• _INPUT_:

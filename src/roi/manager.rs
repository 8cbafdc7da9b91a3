//! ROI extraction orchestration and result snapshots.

use std::fmt;
use std::sync::Arc;

use log::debug;
use ndarray::Array2;

use super::hierarchy::{build_hierarchy, Nesting};
use super::label::{label, label_with_background, Connectivity, LabelGrid};
use super::region::{collect_regions, slot_of, BoundingBox, Region};
use crate::error::{Result, RoiKitError};
use crate::mask::Mask;

/// Extraction settings.
#[derive(Debug, Clone, Copy, PartialEq, Eq, Default)]
pub struct RoiOptions {
    /// Foreground connectivity. Background regions use the dual.
    pub connectivity: Connectivity,
    /// Also report background components, with negative ids.
    pub background: bool,
}

impl RoiOptions {
    pub fn with_connectivity(mut self, connectivity: Connectivity) -> Self {
        self.connectivity = connectivity;
        self
    }

    pub fn with_background(mut self, background: bool) -> Self {
        self.background = background;
        self
    }
}

/// One region of interest.
///
/// Positive ids are foreground regions, negative ids background regions.
#[derive(Debug, Clone, PartialEq, Eq)]
pub struct Roi {
    id: i32,
    bbox: BoundingBox,
    surface: usize,
    contour: Vec<(usize, usize)>,
    contour_mask: Array2<bool>,
    border: bool,
    parent: Option<i32>,
    surround: Vec<i32>,
}

impl Roi {
    fn from_parts(region: Region, nesting: Nesting) -> Self {
        Self {
            id: region.id,
            bbox: region.bbox,
            surface: region.area,
            contour: region.contour,
            contour_mask: region.contour_mask,
            border: region.border,
            parent: nesting.parent,
            surround: nesting.surround,
        }
    }

    #[inline]
    pub fn id(&self) -> i32 {
        self.id
    }

    /// Bounding-box width.
    #[inline]
    pub fn width(&self) -> usize {
        self.bbox.width()
    }

    /// Bounding-box height.
    #[inline]
    pub fn height(&self) -> usize {
        self.bbox.height()
    }

    /// Number of cells in the region.
    #[inline]
    pub fn surface(&self) -> usize {
        self.surface
    }

    #[inline]
    pub fn min_x(&self) -> usize {
        self.bbox.min_x
    }

    #[inline]
    pub fn min_y(&self) -> usize {
        self.bbox.min_y
    }

    pub fn bounding_box(&self) -> BoundingBox {
        self.bbox
    }

    /// Bounding-box corners clockwise from the top-left.
    pub fn box_pixels(&self) -> [(usize, usize); 4] {
        self.bbox.corners()
    }

    /// Region cells local to the bounding box, indexed `[[y, x]]`.
    pub fn contour_mask(&self) -> &Array2<bool> {
        &self.contour_mask
    }

    /// Ordered outer boundary in image coordinates, clockwise from the
    /// topmost-then-leftmost cell.
    pub fn contour(&self) -> &[(usize, usize)] {
        &self.contour
    }

    /// True when the region touches the mask frame.
    #[inline]
    pub fn border(&self) -> bool {
        self.border
    }

    /// True when no other region encloses this one.
    #[inline]
    pub fn external(&self) -> bool {
        self.parent.is_none()
    }

    /// Nearest enclosing region.
    #[inline]
    pub fn parent(&self) -> Option<i32> {
        self.parent
    }

    /// Enclosing regions, nearest first and outermost last.
    pub fn surround(&self) -> &[i32] {
        &self.surround
    }

    #[inline]
    pub fn is_foreground(&self) -> bool {
        self.id > 0
    }

    /// True when the image cell (x, y) belongs to this region.
    pub fn contains(&self, x: usize, y: usize) -> bool {
        self.bbox.contains(x, y) && self.contour_mask[[y - self.bbox.min_y, x - self.bbox.min_x]]
    }
}

/// Selection criteria for [`RoiMap::filter`].
#[derive(Debug, Clone, Copy, PartialEq, Eq)]
pub struct RoiFilter {
    pub min_surface: usize,
    pub max_surface: usize,
    /// Keep foreground regions.
    pub positive: bool,
    /// Keep background regions.
    pub negative: bool,
}

impl Default for RoiFilter {
    fn default() -> Self {
        Self {
            min_surface: 0,
            max_surface: usize::MAX,
            positive: true,
            negative: true,
        }
    }
}

impl RoiFilter {
    fn accepts(&self, roi: &Roi) -> bool {
        let polarity = if roi.is_foreground() {
            self.positive
        } else {
            self.negative
        };
        polarity && roi.surface >= self.min_surface && roi.surface <= self.max_surface
    }
}

/// Immutable result of one extraction.
///
/// Cloning shares the underlying data.
#[derive(Debug, Clone)]
pub struct RoiMap {
    labels: Arc<LabelGrid>,
    rois: Arc<[Roi]>,
}

impl RoiMap {
    #[inline]
    pub fn width(&self) -> usize {
        self.labels.width()
    }

    #[inline]
    pub fn height(&self) -> usize {
        self.labels.height()
    }

    /// All regions, ascending id.
    pub fn rois(&self) -> &[Roi] {
        &self.rois
    }

    pub fn len(&self) -> usize {
        self.rois.len()
    }

    pub fn is_empty(&self) -> bool {
        self.rois.is_empty()
    }

    /// Region with the given id.
    pub fn get(&self, id: i32) -> Option<&Roi> {
        let foreground = self.labels.foreground_count() as i32;
        let background = self.labels.background_count() as i32;
        if id == 0 || id > foreground || id < -background {
            return None;
        }
        self.rois.get(slot_of(id, background as usize))
    }

    /// Region id stored for cell (x, y); `0` for unlabeled or out-of-bounds cells.
    pub fn label_at(&self, x: usize, y: usize) -> i32 {
        self.labels.get(x, y)
    }

    /// Region owning cell (x, y).
    pub fn roi_at(&self, x: usize, y: usize) -> Option<&Roi> {
        self.get(self.label_at(x, y))
    }

    /// Regions matching `filter`, ascending id.
    pub fn filter(&self, filter: &RoiFilter) -> Vec<&Roi> {
        self.rois.iter().filter(|roi| filter.accepts(roi)).collect()
    }
}

impl fmt::Display for RoiMap {
    fn fmt(&self, f: &mut fmt::Formatter<'_>) -> fmt::Result {
        writeln!(
            f,
            "RoiMap {}x{} ({} regions)",
            self.width(),
            self.height(),
            self.len()
        )?;
        for roi in self.rois.iter() {
            writeln!(
                f,
                "  id={} box=({},{} {}x{}) surface={} border={} external={} surround={:?}",
                roi.id,
                roi.min_x(),
                roi.min_y(),
                roi.width(),
                roi.height(),
                roi.surface,
                roi.border,
                roi.external(),
                roi.surround
            )?;
        }
        Ok(())
    }
}

/// Extract every region of `mask`.
///
/// Fails only for a zero-area mask.
pub fn extract_rois(mask: &Mask, options: &RoiOptions) -> Result<RoiMap> {
    if mask.is_empty() {
        return Err(RoiKitError::EmptyMask {
            width: mask.width(),
            height: mask.height(),
        });
    }

    let grid = if options.background {
        label_with_background(mask, options.connectivity)
    } else {
        label(mask, options.connectivity)
    };
    debug!(
        "labeled {}x{} mask: {} foreground, {} background regions",
        mask.width(),
        mask.height(),
        grid.foreground_count(),
        grid.background_count()
    );

    let regions = collect_regions(&grid, options.connectivity);
    let nesting = build_hierarchy(&regions);
    let rois: Arc<[Roi]> = regions
        .into_iter()
        .zip(nesting)
        .map(|(region, nesting)| Roi::from_parts(region, nesting))
        .collect();

    debug!(
        "extracted {} regions, {} external",
        rois.len(),
        rois.iter().filter(|r| r.external()).count()
    );

    Ok(RoiMap {
        labels: Arc::new(grid),
        rois,
    })
}

/// Reusable extractor holding the most recent snapshot.
#[derive(Debug, Clone, Default)]
pub struct RoiManager {
    options: RoiOptions,
    snapshot: Option<RoiMap>,
}

impl RoiManager {
    pub fn new(options: RoiOptions) -> Self {
        Self {
            options,
            snapshot: None,
        }
    }

    pub fn options(&self) -> &RoiOptions {
        &self.options
    }

    /// Extract regions from `mask`, replacing the held snapshot.
    ///
    /// On error the previous snapshot is kept.
    pub fn from_mask(&mut self, mask: &Mask) -> Result<RoiMap> {
        let map = extract_rois(mask, &self.options)?;
        self.snapshot = Some(map.clone());
        Ok(map)
    }

    /// Regions of the last extraction; empty before the first one.
    pub fn get_rois(&self) -> &[Roi] {
        self.snapshot.as_ref().map(RoiMap::rois).unwrap_or(&[])
    }

    /// Last extraction result.
    pub fn snapshot(&self) -> Option<&RoiMap> {
        self.snapshot.as_ref()
    }
}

• _WHAT THE EXERCISE ASKS_: Nothing beyond the line containing "fn from_parts(region: Region, nesting: Nesting)" is to be output; the lines above, from the first one onward to that line, are to be transcribed exactly.

• _SOLUTION TO THE EXERCISE_:
filename src/roi/manager.rs
repository 8cbafdc7da9b91a3
//! ROI extraction orchestration and result snapshots.

use std::fmt;
use std::sync::Arc;

use log::debug;
use ndarray::Array2;

use super::hierarchy::{build_hierarchy, Nesting};
use super::label::{label, label_with_background, Connectivity, LabelGrid};
use super::region::{collect_regions, slot_of, BoundingBox, Region};
use crate::error::{Result, RoiKitError};
use crate::mask::Mask;

/// Extraction settings.
#[derive(Debug, Clone, Copy, PartialEq, Eq, Default)]
pub struct RoiOptions {
    /// Foreground connectivity. Background regions use the dual.
    pub connectivity: Connectivity,
    /// Also report background components, with negative ids.
    pub background: bool,
}

impl RoiOptions {
    pub fn with_connectivity(mut self, connectivity: Connectivity) -> Self {
        self.connectivity = connectivity;
        self
    }

    pub fn with_background(mut self, background: bool) -> Self {
        self.background = background;
        self
    }
}

/// One region of interest.
///
/// Positive ids are foreground regions, negative ids background regions.
#[derive(Debug, Clone, PartialEq, Eq)]
pub struct Roi {
    id: i32,
    bbox: BoundingBox,
    surface: usize,
    contour: Vec<(usize, usize)>,
    contour_mask: Array2<bool>,
    border: bool,
    parent: Option<i32>,
    surround: Vec<i32>,
}

impl Roi {
    fn from_parts(region: Region, nesting: Nesting) -> Self {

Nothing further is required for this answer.